── DATA TO EXAMINE ──

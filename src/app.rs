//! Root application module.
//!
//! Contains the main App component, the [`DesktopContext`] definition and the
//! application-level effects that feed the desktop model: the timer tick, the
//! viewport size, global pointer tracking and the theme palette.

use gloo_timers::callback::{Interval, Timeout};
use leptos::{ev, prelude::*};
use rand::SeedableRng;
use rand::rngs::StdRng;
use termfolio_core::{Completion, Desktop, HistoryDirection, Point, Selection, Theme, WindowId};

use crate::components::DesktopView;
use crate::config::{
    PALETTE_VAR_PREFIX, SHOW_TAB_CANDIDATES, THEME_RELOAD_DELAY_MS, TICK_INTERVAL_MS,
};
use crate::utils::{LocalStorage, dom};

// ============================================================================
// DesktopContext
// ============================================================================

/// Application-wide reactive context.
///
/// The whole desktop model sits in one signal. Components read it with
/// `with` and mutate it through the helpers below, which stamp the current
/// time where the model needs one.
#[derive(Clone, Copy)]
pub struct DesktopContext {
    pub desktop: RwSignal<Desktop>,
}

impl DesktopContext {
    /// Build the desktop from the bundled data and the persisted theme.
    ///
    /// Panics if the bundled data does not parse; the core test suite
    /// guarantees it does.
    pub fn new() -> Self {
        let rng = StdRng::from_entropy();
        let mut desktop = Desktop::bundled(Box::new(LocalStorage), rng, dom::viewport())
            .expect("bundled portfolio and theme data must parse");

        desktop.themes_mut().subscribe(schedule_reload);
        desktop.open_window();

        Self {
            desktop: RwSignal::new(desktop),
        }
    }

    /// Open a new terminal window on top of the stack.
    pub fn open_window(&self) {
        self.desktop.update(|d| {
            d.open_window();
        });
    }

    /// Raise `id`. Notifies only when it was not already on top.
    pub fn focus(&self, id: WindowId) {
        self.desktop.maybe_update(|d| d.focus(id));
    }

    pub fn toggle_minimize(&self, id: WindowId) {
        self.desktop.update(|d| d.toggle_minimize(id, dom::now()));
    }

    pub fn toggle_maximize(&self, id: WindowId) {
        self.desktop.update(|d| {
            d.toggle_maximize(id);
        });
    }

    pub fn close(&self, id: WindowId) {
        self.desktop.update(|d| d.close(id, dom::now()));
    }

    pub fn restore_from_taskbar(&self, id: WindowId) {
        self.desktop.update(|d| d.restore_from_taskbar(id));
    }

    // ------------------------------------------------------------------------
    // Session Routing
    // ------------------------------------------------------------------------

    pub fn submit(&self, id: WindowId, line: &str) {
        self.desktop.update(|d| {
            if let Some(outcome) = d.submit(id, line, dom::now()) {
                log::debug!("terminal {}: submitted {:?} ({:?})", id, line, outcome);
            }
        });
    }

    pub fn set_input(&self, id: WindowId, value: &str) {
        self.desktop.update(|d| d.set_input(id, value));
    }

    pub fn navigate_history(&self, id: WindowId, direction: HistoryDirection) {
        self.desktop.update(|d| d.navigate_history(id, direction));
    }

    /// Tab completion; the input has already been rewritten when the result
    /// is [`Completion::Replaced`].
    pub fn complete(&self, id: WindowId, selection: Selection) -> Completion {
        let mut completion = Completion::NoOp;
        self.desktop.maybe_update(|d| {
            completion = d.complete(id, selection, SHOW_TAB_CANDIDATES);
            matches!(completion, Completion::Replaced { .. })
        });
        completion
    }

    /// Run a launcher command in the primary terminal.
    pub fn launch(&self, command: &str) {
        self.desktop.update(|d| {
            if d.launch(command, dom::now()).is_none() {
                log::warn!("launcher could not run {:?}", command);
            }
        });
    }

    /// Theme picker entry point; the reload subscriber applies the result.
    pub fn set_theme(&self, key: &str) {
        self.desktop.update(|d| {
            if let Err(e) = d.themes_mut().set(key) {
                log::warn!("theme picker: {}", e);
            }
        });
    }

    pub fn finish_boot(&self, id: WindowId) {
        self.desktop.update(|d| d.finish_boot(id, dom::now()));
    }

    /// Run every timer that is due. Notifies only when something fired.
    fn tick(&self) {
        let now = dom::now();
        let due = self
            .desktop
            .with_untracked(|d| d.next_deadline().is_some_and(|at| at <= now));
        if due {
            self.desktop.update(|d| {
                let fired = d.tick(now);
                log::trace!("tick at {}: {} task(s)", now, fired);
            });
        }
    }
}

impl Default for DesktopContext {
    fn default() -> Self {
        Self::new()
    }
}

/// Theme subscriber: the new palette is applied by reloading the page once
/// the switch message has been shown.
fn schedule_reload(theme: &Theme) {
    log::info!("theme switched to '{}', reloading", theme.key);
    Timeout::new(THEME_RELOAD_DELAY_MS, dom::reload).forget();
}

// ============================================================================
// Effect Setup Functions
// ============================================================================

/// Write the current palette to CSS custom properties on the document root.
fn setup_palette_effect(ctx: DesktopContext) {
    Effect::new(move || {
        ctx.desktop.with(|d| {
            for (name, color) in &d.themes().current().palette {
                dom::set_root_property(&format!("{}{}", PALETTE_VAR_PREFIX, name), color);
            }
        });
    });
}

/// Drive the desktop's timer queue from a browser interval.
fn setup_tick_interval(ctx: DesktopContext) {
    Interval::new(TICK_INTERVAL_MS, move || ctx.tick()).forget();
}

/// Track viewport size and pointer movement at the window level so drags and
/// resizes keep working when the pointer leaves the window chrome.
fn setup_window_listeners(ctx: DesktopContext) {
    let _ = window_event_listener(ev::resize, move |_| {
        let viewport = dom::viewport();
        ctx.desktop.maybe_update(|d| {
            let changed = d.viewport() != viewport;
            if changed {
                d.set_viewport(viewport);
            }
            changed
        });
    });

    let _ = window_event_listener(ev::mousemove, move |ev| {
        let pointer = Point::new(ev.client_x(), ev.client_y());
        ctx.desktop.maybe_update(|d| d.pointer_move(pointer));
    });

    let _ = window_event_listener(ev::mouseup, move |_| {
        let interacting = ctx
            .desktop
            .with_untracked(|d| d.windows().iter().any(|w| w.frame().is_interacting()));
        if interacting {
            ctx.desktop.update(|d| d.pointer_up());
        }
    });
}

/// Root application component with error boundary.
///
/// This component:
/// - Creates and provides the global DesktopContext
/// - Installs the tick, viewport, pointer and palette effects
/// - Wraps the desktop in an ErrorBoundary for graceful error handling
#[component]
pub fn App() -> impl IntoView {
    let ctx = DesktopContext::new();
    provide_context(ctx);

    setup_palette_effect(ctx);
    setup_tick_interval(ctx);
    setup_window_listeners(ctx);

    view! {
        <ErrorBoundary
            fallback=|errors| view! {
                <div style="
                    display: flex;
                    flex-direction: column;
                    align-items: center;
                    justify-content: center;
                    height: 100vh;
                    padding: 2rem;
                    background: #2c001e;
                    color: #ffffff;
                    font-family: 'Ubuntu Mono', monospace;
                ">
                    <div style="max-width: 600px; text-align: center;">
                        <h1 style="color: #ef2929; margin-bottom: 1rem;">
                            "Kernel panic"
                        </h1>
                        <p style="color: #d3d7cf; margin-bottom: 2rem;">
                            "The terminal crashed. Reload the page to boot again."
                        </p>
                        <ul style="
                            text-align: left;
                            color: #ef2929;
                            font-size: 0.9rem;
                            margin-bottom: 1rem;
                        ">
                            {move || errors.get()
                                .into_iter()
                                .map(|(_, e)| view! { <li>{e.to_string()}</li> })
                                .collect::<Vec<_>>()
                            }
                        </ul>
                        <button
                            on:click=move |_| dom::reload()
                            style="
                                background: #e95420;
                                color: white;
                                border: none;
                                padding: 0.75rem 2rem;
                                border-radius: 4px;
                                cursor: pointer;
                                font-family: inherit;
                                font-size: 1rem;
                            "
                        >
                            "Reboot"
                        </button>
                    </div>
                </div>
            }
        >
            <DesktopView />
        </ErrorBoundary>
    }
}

───
── DATA TO EXAMINE ──

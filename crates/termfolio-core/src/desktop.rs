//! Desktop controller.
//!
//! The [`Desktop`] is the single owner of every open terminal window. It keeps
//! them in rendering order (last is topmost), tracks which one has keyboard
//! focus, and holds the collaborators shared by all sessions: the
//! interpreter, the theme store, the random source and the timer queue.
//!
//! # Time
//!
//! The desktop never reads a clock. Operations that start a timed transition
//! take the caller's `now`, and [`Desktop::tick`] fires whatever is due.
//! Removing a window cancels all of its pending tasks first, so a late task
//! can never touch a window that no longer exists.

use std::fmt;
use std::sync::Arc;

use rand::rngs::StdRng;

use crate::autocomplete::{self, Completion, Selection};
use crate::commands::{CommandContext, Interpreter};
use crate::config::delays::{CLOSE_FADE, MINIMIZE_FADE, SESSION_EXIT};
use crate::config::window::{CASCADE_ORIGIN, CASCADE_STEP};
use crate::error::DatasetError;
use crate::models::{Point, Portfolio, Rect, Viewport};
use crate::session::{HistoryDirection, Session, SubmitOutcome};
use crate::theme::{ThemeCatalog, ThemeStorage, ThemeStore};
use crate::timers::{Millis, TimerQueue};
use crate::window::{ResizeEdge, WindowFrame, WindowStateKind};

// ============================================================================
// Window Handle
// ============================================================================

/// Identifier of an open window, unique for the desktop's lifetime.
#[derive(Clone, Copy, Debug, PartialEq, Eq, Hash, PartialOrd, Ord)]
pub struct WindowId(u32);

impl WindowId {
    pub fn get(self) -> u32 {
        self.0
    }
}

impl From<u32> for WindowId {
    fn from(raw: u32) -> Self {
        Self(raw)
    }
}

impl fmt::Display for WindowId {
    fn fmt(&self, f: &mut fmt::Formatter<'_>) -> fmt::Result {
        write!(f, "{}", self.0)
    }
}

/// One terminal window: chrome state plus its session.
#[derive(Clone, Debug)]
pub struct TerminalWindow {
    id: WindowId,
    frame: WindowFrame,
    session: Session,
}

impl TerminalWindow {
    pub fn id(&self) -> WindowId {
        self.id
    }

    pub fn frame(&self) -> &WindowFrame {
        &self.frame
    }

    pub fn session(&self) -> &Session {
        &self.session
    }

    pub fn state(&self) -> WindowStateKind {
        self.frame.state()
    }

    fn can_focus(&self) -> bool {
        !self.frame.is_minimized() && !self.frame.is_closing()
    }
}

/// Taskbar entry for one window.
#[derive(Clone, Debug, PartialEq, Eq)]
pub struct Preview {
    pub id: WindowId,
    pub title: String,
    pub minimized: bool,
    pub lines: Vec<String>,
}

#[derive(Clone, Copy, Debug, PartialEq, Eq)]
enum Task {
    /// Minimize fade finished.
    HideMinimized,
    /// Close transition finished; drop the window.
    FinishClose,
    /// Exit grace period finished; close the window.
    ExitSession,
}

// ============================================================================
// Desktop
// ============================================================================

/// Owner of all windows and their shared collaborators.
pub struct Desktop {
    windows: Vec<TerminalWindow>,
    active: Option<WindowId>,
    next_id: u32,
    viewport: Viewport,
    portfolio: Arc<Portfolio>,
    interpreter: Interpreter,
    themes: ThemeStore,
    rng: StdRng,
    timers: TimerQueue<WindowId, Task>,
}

───

## WORK TO BE COMPLETED
Which lines of the material contain the string "forget"? List each of them.

## RESPONSE
    Timeout::new(THEME_RELOAD_DELAY_MS, dom::reload).forget();
    Interval::new(TICK_INTERVAL_MS, move || ctx.tick()).forget();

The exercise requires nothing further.